Keywords: Image-based Morphometry, Fisher Discriminant Analysis, Discriminant Representative Model
1. Introduction
In biology and medicine, morphology refers to the study of the form, structure and configuration of an organism and its component parts. Clinicians, biologists, and other researchers have long used information about shape, form, and texture to make inferences about the state of a particular cell, organ, or organism (normal vs. abnormal) or to gain insights into important biological processes [1, 2, 3]. Earlier quantitative works often focused on numerical feature-based approaches (e.g. measuring size, form factor, etc.) that aim to quantify and measure differences between different forms in carefully constructed feature spaces [3, 4]. In recent times, many researchers working in applications in medicine and biology have shifted to a more geometric approach, where the entire morphological exemplar (as depicted in an image) is viewed as a point in a carefully constructed metric space [5, 6, 7], often facilitating visualization. When a linear embedding for the data can be assumed, standard geometric data processing techniques such as principal component analysis can be used to extract and visualize major trends in the morphologies of organs and cells [8, 9, 10, 11, 7, 12, 13, 14, 15]. While representation of summarizing trends is important, so is the application of discrimination techniques for elucidating and visualizing trends that differentiate between two or more populations [16, 17, 18, 19, 20, 21].

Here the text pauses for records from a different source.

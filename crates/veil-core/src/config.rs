//! Session configuration.
//!
//! A [`SessionConfig`] is the single user-facing description of a
//! session: passphrase, cipher suite, KCP tuning and socket options. It
//! loads from TOML with every field optional, is validated before any
//! socket is opened, and converts into the immutable
//! [`SessionParams`] applied to each session.

use serde::{Deserialize, Deserializer, Serialize};
use std::fs;
use std::path::Path;
use veil_crypto::{CipherInstance, CipherSuite, CryptoError};
use veil_transport::codec::CRYPT_HEADER_SIZE;
use veil_transport::params::{DEFAULT_DEAD_LINK, KCP_MIN_MTU};
use veil_transport::{FecShards, SessionParams};

use crate::error::ConfigError;

/// Smallest accepted MTU.
pub const MIN_MTU: usize = 64;

/// Largest accepted MTU.
pub const MAX_MTU: usize = 1500;

/// Largest DSCP code point.
pub const MAX_DSCP: u32 = 63;

/// Largest update interval in milliseconds.
pub const MAX_INTERVAL: u32 = 5000;

/// Largest fast-retransmit trigger the KCP engine can represent.
pub const MAX_RESEND: u32 = i32::MAX as u32;

/// Names accepted by [`ModeConf::preset`].
pub const MODE_PRESETS: &[&str] = &["normal", "fast", "fast2", "fast3"];

/// Complete session configuration.
#[derive(Debug, Clone, PartialEq, Eq, Serialize, Deserialize)]
pub struct SessionConfig {
    /// Passphrase the cipher key is derived from
    #[serde(default = "default_seed")]
    pub seed: String,

    /// Cipher suite name
    #[serde(default = "default_crypt")]
    pub crypt: String,

    /// Datagram MTU including the crypto header
    #[serde(default = "default_mtu")]
    pub mtu: usize,

    /// Send window in packets
    #[serde(default = "default_sndwnd")]
    pub sndwnd: u32,

    /// Receive window in packets
    #[serde(default = "default_rcvwnd")]
    pub rcvwnd: u32,

    /// DSCP code point for outgoing datagrams (0 leaves the socket alone)
    #[serde(default)]
    pub dscp: u32,

    /// Flush ACKs as soon as input arrives
    #[serde(default)]
    pub acknodelay: bool,

    /// Socket buffer size in bytes (0 leaves the socket alone)
    #[serde(default = "default_sockbuf")]
    pub sockbuf: usize,

    /// KCP timing, as a preset name or an explicit table
    #[serde(default, deserialize_with = "deserialize_mode")]
    pub mode: ModeConf,

    /// FEC shard counts carried by sessions
    #[serde(default)]
    pub fec: FecConf,
}

/// KCP timing knobs.
#[derive(Debug, Clone, Copy, PartialEq, Eq, Serialize, Deserialize)]
#[serde(default)]
pub struct ModeConf {
    /// Disable the minimum RTO clamp
    pub nodelay: bool,

    /// Update interval in milliseconds
    pub interval: u32,

    /// Fast-retransmit trigger
    pub resend: u32,

    /// Disable congestion control
    pub nc: bool,
}

/// FEC shard counts.
#[derive(Debug, Clone, Copy, PartialEq, Eq, Serialize, Deserialize)]
#[serde(default)]
pub struct FecConf {
    /// Data shards per group
    pub datashard: usize,

    /// Parity shards per group
    pub parityshard: usize,
}

// Default values
fn default_seed() -> String {
    "test-seed".to_string()
}

fn default_crypt() -> String {
    "salsa20".to_string()
}

fn default_mtu() -> usize {
    1200
}

fn default_sndwnd() -> u32 {
    1024
}

fn default_rcvwnd() -> u32 {
    4096
}

fn default_sockbuf() -> usize {
    16_777_217
}

fn deserialize_mode<'de, D: Deserializer<'de>>(deserializer: D) -> Result<ModeConf, D::Error> {
    #[derive(Deserialize)]
    #[serde(untagged)]
    enum Repr {
        Preset(String),
        Explicit(ModeConf),
    }

    Ok(match Repr::deserialize(deserializer)? {
        Repr::Preset(name) => ModeConf::preset(&name),
        Repr::Explicit(mode) => mode,
    })
}

impl ModeConf {
    /// Timing preset by name.
    ///
    /// | name   | nodelay | interval |
    /// |--------|---------|----------|
    /// | normal | false   | 40       |
    /// | fast   | false   | 30       |
    /// | fast2  | true    | 20       |
    /// | fast3  | true    | 10       |
    ///
    /// All presets use resend 2 with congestion control off. Unknown names
    /// select `normal`.
    #[must_use]
    pub fn preset(name: &str) -> Self {
        let (nodelay, interval) = match name {
            "normal" => (false, 40),
            "fast" => (false, 30),
            "fast2" => (true, 20),
            "fast3" => (true, 10),
            other => {
                tracing::debug!(mode = other, "unknown mode preset, using normal");
                (false, 40)
            }
        };
        Self {
            nodelay,
            interval,
            resend: 2,
            nc: true,
        }
    }
}

impl Default for ModeConf {
    fn default() -> Self {
        Self::preset("normal")
    }
}

impl Default for FecConf {
    fn default() -> Self {
        Self {
            datashard: 10,
            parityshard: 3,
        }
    }
}

impl Default for SessionConfig {
    fn default() -> Self {
        Self {
            seed: default_seed(),
            crypt: default_crypt(),
            mtu: default_mtu(),
            sndwnd: default_sndwnd(),
            rcvwnd: default_rcvwnd(),
            dscp: 0,
            acknodelay: false,
            sockbuf: default_sockbuf(),
            mode: ModeConf::default(),
            fec: FecConf::default(),
        }
    }
}

impl SessionConfig {
    /// Parse a TOML document. Missing fields take their defaults.
    ///
    /// # Errors
    ///
    /// Returns `ConfigError::Parse` for malformed TOML or mistyped fields.
    pub fn from_toml_str(contents: &str) -> Result<Self, ConfigError> {
        toml::from_str(contents).map_err(|e| ConfigError::Parse(e.to_string()))
    }

    /// Load configuration from file
    ///
    /// # Errors
    ///
    /// Returns an error if the file cannot be read or parsed.
    pub fn load<P: AsRef<Path>>(path: P) -> Result<Self, ConfigError> {
        let contents = fs::read_to_string(path)?;
        Self::from_toml_str(&contents)
    }

    /// Save configuration to file
    ///
    /// # Errors
    ///
    /// Returns an error if the file cannot be written.
    pub fn save<P: AsRef<Path>>(&self, path: P) -> Result<(), ConfigError> {
        let contents =
            toml::to_string_pretty(self).map_err(|e| ConfigError::Parse(e.to_string()))?;

        if let Some(parent) = path.as_ref().parent() {
            fs::create_dir_all(parent)?;
        }

        fs::write(path, contents)?;
        Ok(())
    }

    /// Suite this configuration selects, after fallback.
    #[must_use]
    pub fn suite(&self) -> CipherSuite {
        CipherSuite::parse(&self.crypt).suite()
    }

    /// Bytes the datagram codec adds for the selected suite.
    #[must_use]
    pub fn overhead(&self) -> usize {
        if self.suite() == CipherSuite::Null {
            0
        } else {
            CRYPT_HEADER_SIZE
        }
    }

    /// Smallest MTU usable with the selected suite.
    #[must_use]
    pub fn min_mtu(&self) -> usize {
        MIN_MTU.max(self.overhead() + KCP_MIN_MTU)
    }

    /// Validate configuration
    ///
    /// # Errors
    ///
    /// Returns the first out-of-range field.
    pub fn validate(&self) -> Result<(), ConfigError> {
        let min = self.min_mtu();
        if self.mtu < min || self.mtu > MAX_MTU {
            return Err(ConfigError::Mtu {
                mtu: self.mtu,
                min,
                max: MAX_MTU,
            });
        }

        for (name, value) in [("sndwnd", self.sndwnd), ("rcvwnd", self.rcvwnd)] {
            if value == 0 || value > u32::from(u16::MAX) {
                return Err(ConfigError::Window { name, value });
            }
        }

        if self.dscp > MAX_DSCP {
            return Err(ConfigError::Dscp(self.dscp));
        }

        if self.mode.interval == 0 || self.mode.interval > MAX_INTERVAL {
            return Err(ConfigError::Interval(self.mode.interval));
        }

        if self.mode.resend > MAX_RESEND {
            return Err(ConfigError::Resend(self.mode.resend));
        }

        Ok(())
    }

    /// Validate and snapshot the transport parameters.
    ///
    /// # Errors
    ///
    /// Returns the first out-of-range field.
    pub fn params(&self) -> Result<SessionParams, ConfigError> {
        self.validate()?;
        let window = |value: u32, name: &'static str| {
            u16::try_from(value).map_err(|_| ConfigError::Window { name, value })
        };
        Ok(SessionParams {
            nodelay: self.mode.nodelay,
            interval: self.mode.interval,
            resend: self.mode.resend,
            nc: self.mode.nc,
            snd_wnd: window(self.sndwnd, "sndwnd")?,
            rcv_wnd: window(self.rcvwnd, "rcvwnd")?,
            mtu: self.mtu,
            ack_nodelay: self.acknodelay,
            dead_link: DEFAULT_DEAD_LINK,
        })
    }

    /// DSCP as the byte handed to socket tuning. Call after validation.
    #[must_use]
    pub fn dscp_byte(&self) -> u8 {
        u8::try_from(self.dscp.min(MAX_DSCP)).unwrap_or(0)
    }

    /// FEC shard counts.
    #[must_use]
    pub fn fec(&self) -> FecShards {
        FecShards::new(self.fec.datashard, self.fec.parityshard)
    }

    /// Build the cipher for this configuration.
    ///
    /// # Errors
    ///
    /// Returns an error if the suite cannot be constructed.
    pub fn cipher(&self) -> Result<Option<CipherInstance>, CryptoError> {
        veil_crypto::resolve(&self.seed, &self.crypt)
    }
}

In part due to its simplicity and effectiveness, as well as its connection to the Student’s t-test, Fisher Linear Discriminant Analysis (FLDA) is often employed to summarize discriminating trends [21, 22, 23]. When employed in high dimensional spaces, the technique is often adapted and a regularized version of the associated generalized eigenvalue problem is used instead of the original eigenvalue problem, in order to avoid ill conditioning problems [24, 25, 26, 27]. The geometric meaning of such adaptation, to the best of our knowledge, is not fully understood [28]. Here we show that even in problems where ill conditioning does not exist, the straightforward application of the FLDA technique can lead to erroneous interpretation of the results. We show that a modified FLDA criterion that includes a representation penalty error can be used in such cases to extract meaningful discriminating information. We show the solution of the modified problem is related to the commonly used regularized eigenvalue problem, and derive the relationship explicitly. In contrast to the standard FLDA technique, the combination of a discrimination term with a data representation term allows for a decomposition whereby, in a two class problem, several discriminating trends can be computed and ranked according to their discrimination power (together with a least squares-type representation penalty), and discriminant representative models can be built accordingly. We also describe a kernalization of the procedure, similar to the one described in [28]. Finally, we apply the modified FLDA technique to several example problems in image-based morphometry, and contrast the technique to the straightforward FLDA method, as well as a method that combines PCA and FLDA serially [29, 24].
2. Methods
The method we describe can be applied whenever a linear embedding for the image data can be assumed and obtained. That is, given an image Ii depicting one structure to be analyzed, a function f can be used to map the image to a point in a linear subspace. This point may or may not be unique, depending on the embedding method being used. Mathematically: f(Ii) = xi, with xi ∈ ℛm, with m the dimension of the linear subspace. In addition, it is important for the linear embedding to be able to represent well the morphological structure present in Ii. Though other linear embeddings could also be utilized [12, 14, 15], in this work we utilize the landmark-based approach as described by [30, 31]. Briefly each image Ii is reduced to a set of landmarks, stored in a vector x ∈ ℛ2n (we use two dimensional images, and n is the number of landmarks). Although an inverse function does not exist (one cannot recover the image Ii from the set of landmarks xi), the set of landmarks is densely chosen, so that visual interpretation of morphology is possible. Given two images I1 and I2, with landmarks x1, x2, the landmarks are stored in corresponding order.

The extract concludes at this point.